Hmmm…Maybe I did want to look at it now, and let my mind escape to Vermont.
Settling into a comfy chair in my living room, mug of tea in one hand and The Long Trail News in the other, I started, for whatever reason, at the back, on the last page. There I found “From the Journal of Idgie,” by a woman I’d met on the trail. Though she likely wouldn’t remember me, we shared a room with several others at Inn at Long Trail two weeks into my hike. She started her hike on September 13th and finished on October 6th. Four weeks — just a little shy of what I’d hoped to hike it in.
But she finished.
And I haven’t.
Yet.
My heart tightened a little with envy.
I skimmed forward a few pages, noting articles and announcements I’ll return to later, for more careful reading.
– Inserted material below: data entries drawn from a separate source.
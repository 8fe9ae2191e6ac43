use ahash::AHashMap;
use clap::Parser;
use katachi::data::{RawForm, SnapshotFile};
use katachi::prelude::*;
use std::fs;
use std::io::{self, Write};
use std::time::Instant;

/// Recalculates a dynamic form: calculated values, visibility and validation rules
#[derive(Parser, Debug)]
#[command(version, about, long_about = None)]
struct Cli {
    /// Path to the form definition JSON file
    form_path: Option<String>,
    /// Optional path to an id-keyed snapshot JSON file
    snapshot_path: Option<String>,

    /// Load a compiled form artifact instead of a form JSON file
    #[arg(long)]
    artifact: Option<String>,

    /// Save the compiled form as a bincode artifact
    #[arg(long)]
    save_artifact: Option<String>,

    /// Explain the visibility and conditional rules of every field
    #[arg(short, long)]
    explain: bool,

    /// JSON file with engine limits
    #[arg(long)]
    limits: Option<String>,

    #[arg(long)]
    max_formula_tokens: Option<usize>,

    #[arg(long)]
    max_formula_depth: Option<usize>,

    #[arg(long)]
    max_conditions: Option<usize>,

    /// Run in interactive mode to be prompted for field values
    #[arg(short = 'i', long, help = "Run in interactive 'human' mode")]
    human: bool,
}

fn main() {
    env_logger::init();
    let cli = Cli::parse();

    if cli.human {
        run_interactive(cli);
    } else {
        run_non_interactive(cli);
    }
}

/// Compiles the form named on the command line, or loads a compiled artifact.
fn load_evaluator(cli: &Cli, form_path: Option<String>) -> Evaluator {
    let compile_start = Instant::now();

    let compiled = if let Some(artifact_path) = &cli.artifact {
        CompiledForm::from_file(artifact_path)
            .unwrap_or_else(|e| exit_with_error(&format!("Failed to load artifact: {}", e)))
    } else {
        let form_path = form_path.unwrap_or_else(|| {
            exit_with_error("A form path or --artifact is required.");
        });
        let form_json = fs::read_to_string(&form_path).unwrap_or_else(|e| {
            exit_with_error(&format!("Failed to read form file '{}': {}", form_path, e))
        });
        let form = RawForm::from_json(&form_json)
            .and_then(RawForm::into_form)
            .unwrap_or_else(|e| exit_with_error(&format!("Failed to convert form: {}", e)));

        Compiler::builder(form)
            .with_limits(resolve_limits(cli))
            .build()
            .compile()
            .unwrap_or_else(|e| exit_with_error(&format!("Form compilation failed: {}", e)))
    };

    println!(
        "Form ready: {} fields, {} calculated, in {:?}",
        compiled.fields().len(),
        compiled.calculations.len(),
        compile_start.elapsed()
    );
    for diagnostic in &compiled.diagnostics {
        println!("  ! {}", diagnostic);
    }

    if let Some(path) = &cli.save_artifact {
        compiled
            .save(path)
            .unwrap_or_else(|e| exit_with_error(&format!("Failed to save artifact: {}", e)));
        println!("Saved compiled form to '{}'", path);
    }

    Evaluator::new(compiled)
}

fn resolve_limits(cli: &Cli) -> EngineLimits {
    let mut limits = match &cli.limits {
        Some(path) => fs::read_to_string(path)
            .map_err(|e| e.to_string())
            .and_then(|json| EngineLimits::from_json(&json).map_err(|e| e.to_string()))
            .unwrap_or_else(|e| {
                exit_with_error(&format!("Failed to load limits from '{}': {}", path, e))
            }),
        None => EngineLimits::default(),
    };
    if let Some(n) = cli.max_formula_tokens {
        limits.max_formula_tokens = n;
    }
    if let Some(n) = cli.max_formula_depth {
        limits.max_formula_depth = n;
    }
    if let Some(n) = cli.max_conditions {
        limits.max_conditions = n;
    }
    limits
}

/// Runs the CLI in non-interactive mode, taking all arguments from the command line.
fn run_non_interactive(cli: Cli) {
    let total_start = Instant::now();
    let evaluator = load_evaluator(&cli, cli.form_path.clone());

    let values = match &cli.snapshot_path {
        Some(path) => SnapshotFile::from_file(path)
            .unwrap_or_else(|e| {
                exit_with_error(&format!("Failed to load snapshot from '{}': {}", path, e))
            })
            .to_snapshot(),
        None => {
            println!("No snapshot file provided. Starting from empty values.");
            AHashMap::new()
        }
    };

    let eval_start = Instant::now();
    let pass = evaluator.recalculate(&values);
    let eval_duration = eval_start.elapsed();

    print_pass(&evaluator, &pass, cli.explain);

    println!("\n--- Performance Summary ---");
    println!("Recalculation:        {:?}", eval_duration);
    println!("Total Execution:      {:?}", total_start.elapsed());
    println!();
}

/// Runs the CLI in an interactive, human-friendly mode with prompts.
fn run_interactive(cli: Cli) {
    println!("--- Katachi Interactive Mode ---");

    let form_path = match &cli.form_path {
        Some(path) => Some(path.clone()),
        None if cli.artifact.is_some() => None,
        None => Some(prompt_for_input("Enter form path", Some("data/form.json"))),
    };
    let evaluator = load_evaluator(&cli, form_path);

    let mut values: AHashMap<FieldId, FieldValue> = match &cli.snapshot_path {
        Some(path) => SnapshotFile::from_file(path)
            .map(|s| s.to_snapshot())
            .unwrap_or_else(|e| {
                exit_with_error(&format!("Failed to load snapshot from '{}': {}", path, e))
            }),
        None => AHashMap::new(),
    };

    let pass = evaluator.recalculate(&values);
    print_pass(&evaluator, &pass, cli.explain);
    // Carry the formatted calculated values into the next pass.
    values = pass.snapshot;

    loop {
        println!("\nSet a field value (leave the field empty to quit).");
        let target = prompt_for_input("Field name or id", None);
        if target.is_empty() {
            break;
        }
        let Some(field) = find_field(evaluator.compiled(), &target) else {
            println!("No field named '{}'.", target);
            continue;
        };
        let id = field.id;
        let input = prompt_for_input(&format!("Value for '{}' (JSON or text)", field.name), None);
        values.insert(id, parse_input(&input));

        let pass = evaluator.recalculate(&values);
        print_pass(&evaluator, &pass, cli.explain);
        values = pass.snapshot;
    }
}

fn find_field<'a>(compiled: &'a CompiledForm, target: &str) -> Option<&'a FieldDefinition> {
    match target.parse::<FieldId>() {
        Ok(id) => compiled.field(id),
        Err(_) => compiled.fields().iter().find(|f| f.name == target),
    }
}

/// Parses prompt input as JSON when possible, otherwise as plain text.
fn parse_input(input: &str) -> FieldValue {
    if input.is_empty() {
        return FieldValue::Null;
    }
    serde_json::from_str::<serde_json::Value>(input)
        .map(|json| FieldValue::from_json(&json))
        .unwrap_or_else(|_| FieldValue::Text(input.to_string()))
}

fn print_pass(evaluator: &Evaluator, pass: &Recalculation, explain: bool) {
    println!("\n--- Fields ---");
    for field in evaluator.compiled().fields() {
        let state = if pass.is_visible(field.id) {
            "shown "
        } else {
            "hidden"
        };
        let value = pass
            .snapshot
            .get(&field.id)
            .map_or_else(|| "-".to_string(), |v| v.to_json().to_string());
        println!("[{}] {} (#{}) = {}", state, field.name, field.id, value);

        if let Some(rules) = pass.rules_for(field.id) {
            if !rules.is_empty() {
                println!("           rules: {}", rules.join("|"));
            }
        }
        if explain {
            if let Some(reason) = evaluator.explain(field.id, pass) {
                for line in reason.lines() {
                    println!("           -> {}", line);
                }
            }
        }
    }

    if !pass.diagnostics.is_empty() {
        println!("\n--- Diagnostics ---");
        for diagnostic in &pass.diagnostics {
            println!("  ! {}", diagnostic);
        }
    }
}

/// A helper function to prompt the user and read a line of input.
fn prompt_for_input(prompt_text: &str, default: Option<&str>) -> String {
    let mut line = String::new();
    let default_prompt = default.map_or("".to_string(), |d| format!(" [default: {}]", d));

    print!("> {}{}: ", prompt_text, default_prompt);
    if let Err(e) = io::stdout().flush() {
        exit_with_error(&format!("Failed to write prompt: {}", e));
    }

    if let Err(e) = io::stdin().read_line(&mut line) {
        exit_with_error(&format!("Failed to read line: {}", e));
    }
    let trimmed = line.trim().to_string();

    if trimmed.is_empty() {
        default.unwrap_or("").to_string()
    } else {
        trimmed
    }
}

fn exit_with_error(message: &str) -> ! {
    eprintln!("\nError: {}", message);
    std::process::exit(1);
}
Then I got to the center of the magazine, where my heart constricted as I read the huge bold headline:
YOU DID IT!
171 Hikers Complete 272-Mile Footpath Through Green Mountains: Congratulation to the following hikers who walked the rugged footpath over the Green Mountain Range from the Massachusetts border to the Canadian border and became Long Trail end-to-enders.
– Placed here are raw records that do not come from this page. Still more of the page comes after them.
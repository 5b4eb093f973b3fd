//! pagesim - A page-replacement simulator with swappable eviction policies.
//!
//! # Architecture
//! ```text
//! ┌─────────────────────────────────────────────────────────────────┐
//! │                            pagesim                              │
//! ├─────────────────────────────────────────────────────────────────┤
//! │  ┌─────────────────────────────────────────────────────────┐   │
//! │  │        Collaborators (task/, runner, report/)            │   │
//! │  │   Task files → Task → Reports / Score curves (CSV)      │   │
//! │  └─────────────────────────────────────────────────────────┘   │
//! │                              ↓                                  │
//! │  ┌─────────────────────────────────────────────────────────┐   │
//! │  │              Simulation Core (sim/)                      │   │
//! │  │   Driver + Residency → PlacementTrace → Validator        │   │
//! │  └─────────────────────────────────────────────────────────┘   │
//! │                              ↓                                  │
//! │  ┌─────────────────────────────────────────────────────────┐   │
//! │  │       Eviction Policies (policy/)  [Runtime Swappable]   │   │
//! │  │              FIFO  |  LRU  |  OPT (offline)              │   │
//! │  └─────────────────────────────────────────────────────────┘   │
//! └─────────────────────────────────────────────────────────────────┘
//! ```
//!
//! # Modules
//! - [`common`] - Shared primitives (PageId, FrameId, Error, config)
//! - [`policy`] - Eviction policy implementations
//! - [`sim`] - Simulation driver, residency, traces and validation
//! - [`task`] - Task model, task file format and random generation
//! - [`report`] - Scoring, report lines and score curves
//! - [`runner`] - Running whole task files
//!
//! # Quick Start
//! ```
//! use pagesim::{report, simulate, Strategy, Task};
//!
//! let task = Task::from_numbers(5, 3, &[1, 3, 2, 4, 1, 4, 5, 3, 2]).unwrap();
//!
//! let trace = simulate(&task, Strategy::Lru);
//! assert_eq!(trace.to_string(), "1 2 3 1 2 - 3 2 1");
//!
//! assert!(report(&task).starts_with("FIFO (score 8): "));
//! ```

pub mod common;
pub mod policy;
pub mod report;
pub mod runner;
pub mod sim;
pub mod task;

// Re-export commonly used items at crate root for convenience
pub use common::{Error, FrameId, PageId, Result};

pub use policy::{EvictionPolicy, Strategy};
pub use report::{checked_report, curve_csv, report, report_batch, score, score_curve};
pub use runner::run_from_files;
pub use sim::{check, is_valid, simulate, simulate_with, PlacementTrace, SimStats, TraceViolation};
pub use task::Task;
And there listed were the names of the 171 thru-hikers of 2015.
I would have been 172.
I swallowed hard, and read through the names, my mind a stew of envy coupled with joy as I recognized my trail brethren: Mathieu “MapMat” Bastien – Montreal, QC; Justin “Juke Box” Bondesen – Bryant Pond, ME; Fred “Tater Salad” Beddall & Kristen “Swift” Sykes – Florence, MA; Reid “Mowgli” Van Keulen – Kingston, NH; Anna “Idgie”Stevens – Storeham, VT.
No “Dawn ‘TaosDawn’ Chandler”
My lips tightened across my mouth as I wiped the corner of my eye.
Next year, damint. My name will be there next year!
I let out a sigh, turned the page, and admired a beautiful two-page spread of photographs of Long Trail Shelters.
Upon the page these rustic structures sit like wise Buddhas, nestled among the trees. Some I know intimately from nights spent and meals had upon their plank floors. The one in the center on the far right is Montclair Glen — the last Long Trail shelter I laid eyes on, for it was there on September 27, 2015 where I limped off the trail. . . .
My eyes curved around the page . . . .
. . . and There was my name.
Above my name was a poem — my poem — one I’d written earlier this spring, and submitted on a whim to The Long Trail News.
Amulets Along Vermont’s Long Trail
My hand bolts
through darkness
to silence
the alarm on my watch
tucked in the spidered corner
of this worn wooden shelter.
No one rises
earlier than I
slow with the weight
of a half-century
moving silently
so as not to awaken
strangers with whom I’ve shared
intimacy of sleep.
Narrow funnel of light
channeling from my forehead
I stuff my bed, my food, my sodden clothes
into my pack, gather
my pen, my pages, my damp socks
lace my boots, and stagger,
hefting my small, heavy world
onto my back.
Patting my pockets,
my map presses my hip, my
compass my breast, my knife
folded against my waist,
as I bandage my prayer within
my father’s red bandana
wrapped around my knee
as I entwine my prayer
etched in two bands of silver
encircling my wrists.
I breathe in and breathe out
Rumi’s prayer in curls
of wet birch bark
as I step into the damp night
of morning.
by Dawn ‘TaosDawn’ Chandler
2015 Long Trail Hiker

Early morning September 24 at Emily Proctor Shelter—Long Trail Mile 141. The photo belies the fact that it was close to darkness when I snapped this shot; Mowgli and JukeBox remain asleep. Per usual, they’ll soon pass me on the trail. Three days later I’ll come off the trail due to unbearably painful knees and quadriceps—but with a plan to return. . . . one day.